TaxProf Blog

Editor: Paul L. Caron, Dean
Pepperdine University School of Law

Wednesday, July 4, 2018

Wells: The 2017 Tax Act's Fascinating Change To The Tax Consequences Of Alimony

Wells (2018)Following up on yesterday's post, NY Times: For Wealthy Americans, There Will Never Be A Better Time To Get Divorced Due To New GOP Tax Law:  Tax Prof Blog op-ed:  The 2017 Tax Act's Fascinating Change to the Tax Consequences of Alimony, by Bret Wells (Houston):

The act repealed §61(a)(8) that included alimony as part of the enumerated listing of items of gross income, but the listing is not exhaustive. The flush language of §61(a) includes in gross income all income from whatever source derived.

So, under general principles, is alimony income from whatever source derived?

The legislative history cites Gould v. Gould and says that alimony is not taxable under general principles. But, that 1917 decision pre-dates the Supreme Court’s later and a more modern formulation of gross income as articulated in Glenshaw Glass. In addition, at a fundamental level, Gould v. Gould is inconsistent with United States v. Davis. If Davis announced "general principles" and is only supplanted to the extent of the subsequent statutory enactment of Section 1041, then does Davis impliedly negate Gould v. Gould?

In the end, I take it that alimony is not income because the legislative history to the 2017 Tax Act says so, but that seems to put a lot of emphasis on legislative history over statutory text that actually appears in the Code.
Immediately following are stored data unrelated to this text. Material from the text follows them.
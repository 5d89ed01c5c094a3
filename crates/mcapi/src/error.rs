//! Result and Error types for the mcapi module

use std::path::PathBuf;

/// Type alias for `Result<T, mcapi::Error>`
pub type Result<T> = core::result::Result<T, Error>;

#[derive(thiserror::Error, Debug)]
/// The error type for `pfmc-mcapi`
pub enum Error {
    /// Underlying file I/O error
    #[error("failure in file I/O")]
    Io(#[from] std::io::Error),

    /// Journal could not be read or written as JSON
    #[error("failed to (de)serialise journal")]
    Json(#[from] serde_json::Error),

    /// No process with this id in the experiment
    #[error("no process with id \"{0}\"")]
    ProcessNotFound(String),

    /// No sample with this id in the experiment
    #[error("no sample with id \"{0}\"")]
    SampleNotFound(String),

    /// Local file to upload does not exist
    #[error("file not found \"{}\"", .0.display())]
    FileNotFound(PathBuf),
}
To me, the better answer would have been for Congress to have enacted a statutory provision that specifically says that alimony is excluded from gross income for the recipient if that is what was intended by the change in law.
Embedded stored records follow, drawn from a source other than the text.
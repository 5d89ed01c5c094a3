// standard library
use std::path::Path;

// internal modules
use crate::error::Result;
use crate::model::{Direction, FileRef, Measurement, Process, Sample};

/// Calls made against the Materials Commons platform within one experiment
///
/// Every method either acts on the remote state or fails. Lookups return
/// owned copies so callers always see the state after their own changes.
pub trait Client {
    /// Create a new, empty process from a template
    fn create_process_from_template(&mut self, template_id: &str) -> Result<Process>;

    /// Set the display name of a process
    fn rename_process(&mut self, process_id: &str, name: &str) -> Result<()>;

    /// Create output samples of a process, one per name
    fn create_samples(&mut self, process_id: &str, names: &[&str]) -> Result<Vec<Sample>>;

    /// Add a measurement to a process
    fn add_measurement(&mut self, process_id: &str, measurement: Measurement) -> Result<()>;

    /// Upload a local file to the project
    ///
    /// The file must exist at the time of the call.
    fn upload_file(&mut self, path: &Path, direction: Direction) -> Result<FileRef>;

    /// Attach uploaded files to a process
    fn add_files(&mut self, process_id: &str, files: &[FileRef]) -> Result<()>;

    /// Link uploaded files to a sample
    fn link_files(&mut self, sample_id: &str, files: &[FileRef]) -> Result<()>;

    /// Use existing samples as inputs of a process
    fn add_input_samples(&mut self, process_id: &str, samples: &[Sample]) -> Result<()>;

    /// Current state of a process
    fn get_process(&self, process_id: &str) -> Result<Process>;

    /// Every process in the experiment, oldest first
    fn all_processes(&self) -> Result<Vec<Process>>;

    /// Any sample in the experiment by id
    fn find_sample(&self, sample_id: &str) -> Result<Sample>;

    /// Processes created from a specific template
    fn processes_with_template(&self, template_id: &str) -> Result<Vec<Process>> {
        Ok(self
            .all_processes()?
            .into_iter()
            .filter(|p| p.template_id == template_id)
            .collect())
    }
}
//! Integration tests running each workflow against a local journal

use std::fs;

use pfmc_mcapi::{Client, Journal, Value};
use pfmc_workflow::*;
use rstest::{fixture, rstest};
use tempfile::TempDir;

/// PRISMS-PF checkout layout with a single application
struct Checkout {
    _root: TempDir,
    app: Application,
}

#[fixture]
fn checkout() -> Checkout {
    let root = tempfile::tempdir().unwrap();
    let dir = root.path().join("applications").join("allenCahn");
    fs::create_dir_all(&dir).unwrap();

    fs::copy("./data/version", root.path().join("version")).unwrap();
    fs::copy("./data/app/parameters.in", dir.join("parameters.in")).unwrap();
    fs::copy("./data/app/equations.h", dir.join("equations.h")).unwrap();

    Checkout {
        _root: root,
        app: Application::new(dir),
    }
}

#[fixture]
fn templates() -> Templates {
    Templates::default()
}

fn cores(n: i64) -> Options {
    Options {
        num_cores: Some(n),
        ..Default::default()
    }
}

fn string(value: &str) -> Value {
    Value::String(value.to_string())
}

#[rstest]
fn numerical_parameters(checkout: Checkout, templates: Templates) {
    let mut journal = Journal::default();
    let process = create_numerical_parameters(
        &mut journal,
        &templates,
        &checkout.app,
        &Options::default(),
    )
    .unwrap();

    assert_eq!(process.name, "Set Numerical Parameters");
    assert_eq!(process.template_id, templates.numerical_parameters);
    assert_eq!(process.measurements.len(), 11);
    assert_eq!(process.measurement("Number of dimensions"), Some(&Value::Integer(2)));
    assert_eq!(process.measurement("Time step"), Some(&Value::Number(0.02)));

    let sample = journal.find_sample(&process.output_samples[0]).unwrap();
    assert_eq!(sample.name, "Numerical Parameters");
    assert_eq!(sample.files, process.files);
    assert_eq!(journal.files.len(), 1);
}

#[rstest]
fn model_parameters_with_names(checkout: Checkout, templates: Templates) {
    let mut journal = Journal::default();
    let options = Options {
        proc_name: Some("Allen-Cahn constants".into()),
        samp_name: Some("Constants".into()),
        ..Default::default()
    };
    let process =
        create_model_parameters(&mut journal, &templates, &checkout.app, &options).unwrap();

    assert_eq!(process.name, "Allen-Cahn constants");
    assert_eq!(journal.samples[0].name, "Constants");

    let attributes: Vec<&str> = process
        .measurements
        .iter()
        .map(|m| m.attribute.as_str())
        .collect();
    assert_eq!(attributes, ["MnV", "KnV", "Dc", "Refine"]);
    assert_eq!(process.measurement("KnV"), Some(&string("2.5")));
    assert_eq!(process.measurement("Dc"), Some(&string("(1.0, 0, 0, 1.0)")));
}

#[rstest]
fn software(checkout: Checkout, templates: Templates) {
    let mut journal = Journal::default();
    let process =
        create_software(&mut journal, &templates, &checkout.app, &Options::default()).unwrap();

    assert_eq!(process.name, "Set Software");
    assert_eq!(process.measurement("Simulation Software Name"), Some(&string("PRISMS-PF")));
    assert_eq!(
        process.measurement("Simulation Software App Name"),
        Some(&string("allenCahn"))
    );
    assert_eq!(process.measurement("Simulation Software Version"), Some(&string("2.0.1")));
    assert!(process.measurement("Simulation Software Git Hash").is_some());
    assert!(process.files.is_empty());
}

#[rstest]
fn one_process_per_equation(checkout: Checkout, templates: Templates) {
    let mut journal = Journal::default();
    let processes =
        create_equations(&mut journal, &templates, &checkout.app, &Options::default()).unwrap();

    let names: Vec<&str> = processes.iter().map(|p| p.name.as_str()).collect();
    assert_eq!(names, ["Set Equations: n", "Set Equations: u"]);

    let u = &processes[1];
    assert_eq!(u.measurement("Variable Index"), Some(&string("3")));
    assert_eq!(u.measurement("Variable Type"), Some(&string("VECTOR")));
    assert_eq!(
        u.measurement("Variable Equation Type"),
        Some(&string("TIME_INDEPENDENT"))
    );
    assert_eq!(journal.find_sample(&u.output_samples[0]).unwrap().name, "Equations: u");

    // uploaded once, attached to both
    assert_eq!(journal.files.len(), 1);
    assert!(processes.iter().all(|p| p.files == ["file-1"]));
}

#[rstest]
#[case(None)]
#[case(Some(0))]
#[case(Some(-4))]
fn environment_requires_cores(templates: Templates, #[case] num_cores: Option<i64>) {
    let mut journal = Journal::default();
    let options = Options {
        num_cores,
        ..Default::default()
    };
    let result = create_environment(&mut journal, &templates, &options);
    assert!(matches!(result, Err(Error::InvalidCoreCount(_))));
    assert!(journal.calls.is_empty());
}

#[rstest]
fn environment(templates: Templates) {
    let mut journal = Journal::default();
    let process = create_environment(&mut journal, &templates, &cores(32)).unwrap();
    assert_eq!(process.name, "Set Computing Environment");
    assert_eq!(process.measurement("Number of simulation cores"), Some(&string("32")));
    assert!(process.measurement("Computer name").is_some());
}

#[rstest]
fn full_simulation_links_every_input(checkout: Checkout, templates: Templates) {
    let mut journal = Journal::default();
    let processes = full_simulation(&mut journal, &templates, &checkout.app, &cores(4)).unwrap();

    let names: Vec<&str> = processes.iter().map(|p| p.name.as_str()).collect();
    assert_eq!(
        names,
        [
            "Set Numerical Parameters",
            "Set Model Parameters",
            "Set Computing Environment",
            "Set Equations: n",
            "Set Equations: u",
            "Set Software",
            "Run Simulation"
        ]
    );

    let simulation = processes.last().unwrap();
    assert_eq!(simulation.template_id, templates.simulation);
    assert_eq!(simulation.input_samples.len(), 6);
    assert!(simulation.output_samples.is_empty());
}

#[rstest]
fn full_simulation_checks_cores_first(checkout: Checkout, templates: Templates) {
    let mut journal = Journal::default();
    let result = full_simulation(&mut journal, &templates, &checkout.app, &Options::default());
    assert!(matches!(result, Err(Error::InvalidCoreCount(-1))));
    assert!(journal.processes.is_empty());
}

#[rstest]
fn simulation_from_existing_samples(checkout: Checkout, templates: Templates) {
    let mut journal = Journal::default();
    create_software(&mut journal, &templates, &checkout.app, &Options::default()).unwrap();
    create_environment(&mut journal, &templates, &cores(1)).unwrap();

    let ids = vec!["samp-1".to_string(), "samp-2".to_string()];
    let simulation = simulation_from_ids(&mut journal, &templates, &ids)
        .unwrap()
        .unwrap();
    assert_eq!(simulation.name, "Run Simulation");
    assert_eq!(simulation.input_samples, ids);

    // an unknown id aborts before creating anything
    let before = journal.processes.len();
    let missing = vec!["samp-1".to_string(), "samp-99".to_string()];
    assert!(simulation_from_ids(&mut journal, &templates, &missing)
        .unwrap()
        .is_none());
    assert_eq!(journal.processes.len(), before);
}

#[rstest]
fn unique_lookup_after_workflows(checkout: Checkout, templates: Templates) {
    let mut journal = Journal::default();
    create_equations(&mut journal, &templates, &checkout.app, &Options::default()).unwrap();
    create_software(&mut journal, &templates, &checkout.app, &Options::default()).unwrap();

    let software = find_unique_output_sample(&journal, &templates, SampleKind::Software)
        .unwrap()
        .unwrap();
    assert_eq!(software.name, "Software");

    // two equation processes, so no unique sample
    assert!(find_unique_output_sample(&journal, &templates, SampleKind::Equations)
        .unwrap()
        .is_none());
}

#[rstest]
fn missing_input_file(templates: Templates) {
    let dir = tempfile::tempdir().unwrap();
    let app = Application::new(dir.path());
    let mut journal = Journal::default();

    let result = create_numerical_parameters(&mut journal, &templates, &app, &Options::default());
    assert!(matches!(result, Err(Error::Parameters(_))));

    let result = create_equations(&mut journal, &templates, &app, &Options::default());
    assert!(matches!(result, Err(Error::Equations(_))));
    assert!(journal.calls.is_empty());
}

#[rstest]
fn template_overrides_are_used(checkout: Checkout) {
    let templates = Templates::from_json(r#"{"software": "test_Software"}"#).unwrap();
    let mut journal = Journal::default();
    let process =
        create_software(&mut journal, &templates, &checkout.app, &Options::default()).unwrap();
    assert_eq!(process.template_id, "test_Software");
    assert_eq!(journal.processes_with_template("test_Software").unwrap().len(), 1);
}

#[rstest]
fn unreadable_numerical_value_creates_nothing(templates: Templates) {
    let dir = tempfile::tempdir().unwrap();
    fs::write(dir.path().join("parameters.in"), "set Subdivisions X = 3.5\n").unwrap();
    let app = Application::new(dir.path());
    let mut journal = Journal::default();

    let result = create_numerical_parameters(&mut journal, &templates, &app, &Options::default());
    assert!(matches!(result, Err(Error::Parameters(_))));
    assert!(journal.calls.is_empty());

    let result = full_simulation(&mut journal, &templates, &app, &cores(4));
    assert!(matches!(result, Err(Error::Parameters(_))));
    assert!(journal.calls.is_empty());
}

#[rstest]
fn full_simulation_checks_equations_first(checkout: Checkout, templates: Templates) {
    fs::remove_file(checkout.app.equations_file()).unwrap();
    let mut journal = Journal::default();

    let result = full_simulation(&mut journal, &templates, &checkout.app, &cores(4));
    assert!(matches!(result, Err(Error::Equations(_))));
    assert!(journal.calls.is_empty());
    assert!(journal.processes.is_empty());
}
In the end, from a statutory perspective, it appears to me that the statute is silent on alimony in terms of whether the recipient has gross income upon its receipt. The removal of old Section 61(a)(8) doesn’t move the analysis forward given the flush language of Section 61(a) and given the fact that the enumerated provisions are a non exhaustive listing. In this context, the legislative history’s reliance on a pre-Glenshaw Glass decision from 1917 as the basis for excluding alimony was not the best way to signal that alimony is nontaxable to the recipient.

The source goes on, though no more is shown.